We can even see the origin of new, ecologically diverse bacterial species, all within a single laboratory flask. Paul Rainey and his colleagues at Oxford University placed a strain of the bacteria
Pseudomonas fluorescens
in a small vessel containing nutrient broth, and simply watched it. (It’s surprising but true that such a vessel actually contains diverse environments.
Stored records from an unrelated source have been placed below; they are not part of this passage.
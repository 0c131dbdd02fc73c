use crate::{env_or_default, env_parse, ConfigError, FromEnv};
use std::net::Ipv4Addr;

/// Server configuration for the HTTP application
#[derive(Clone, Debug)]
pub struct ServerConfig {
    pub host: String,
    pub port: u16,
    /// Origins allowed by CORS. Empty means no CORS layer (same-origin only).
    pub cors_allowed_origins: Vec<String>,
}

impl ServerConfig {
    pub fn new(host: String, port: u16) -> Self {
        Self {
            host,
            port,
            cors_allowed_origins: Vec::new(),
        }
    }

    /// Get the server address as "host:port"
    pub fn address(&self) -> String {
        format!("{}:{}", self.host, self.port)
    }
}

impl FromEnv for ServerConfig {
    /// Reads from environment variables with sensible defaults:
    /// - HOST: defaults to 0.0.0.0
    /// - PORT: defaults to 8080
    /// - CORS_ALLOWED_ORIGIN: optional, comma-separated
    fn from_env() -> Result<Self, ConfigError> {
        let host = env_or_default("HOST", &Ipv4Addr::UNSPECIFIED.to_string());
        let port = env_parse("PORT", 8080u16)?;
        let cors_allowed_origins = parse_origins(&env_or_default("CORS_ALLOWED_ORIGIN", ""));

        Ok(Self {
            host,
            port,
            cors_allowed_origins,
        })
    }
}

impl Default for ServerConfig {
    fn default() -> Self {
        Self::new(Ipv4Addr::UNSPECIFIED.to_string(), 8080)
    }
}

fn parse_origins(raw: &str) -> Vec<String> {
    raw.split(',')
        .map(str::trim)
        .filter(|s| !s.is_empty())
        .map(String::from)
        .collect()
}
Oxygen concentration, for example, is highest on the top and lowest on the bottom.) Within ten days—no more than a few hundred generations—the ancestral free-floating “smooth” bacterium had evolved into two additional forms occupying different parts of the beaker. One, called “wrinkly spreader,” formed a mat on top of the broth. The other, called “fuzzy spreader,” formed a carpet on the bottom. The smooth ancestral type persisted in the liquid environment in the middle. Each of the two new forms was genetically different from the ancestor, having evolved through mutation and natural selection to reproduce best in their respective environments. Here, then, is not only evolution but speciation occurring in the lab: the ancestral form produced, and coexisted with, two ecologically different descendants, and in bacteria such forms are considered distinct species. Over a very short time, natural selection on
Pseudomonas
yielded a small-scale “adaptive radiation,” the equivalent of how animals or plants form species when they encounter new environments on an oceanic island.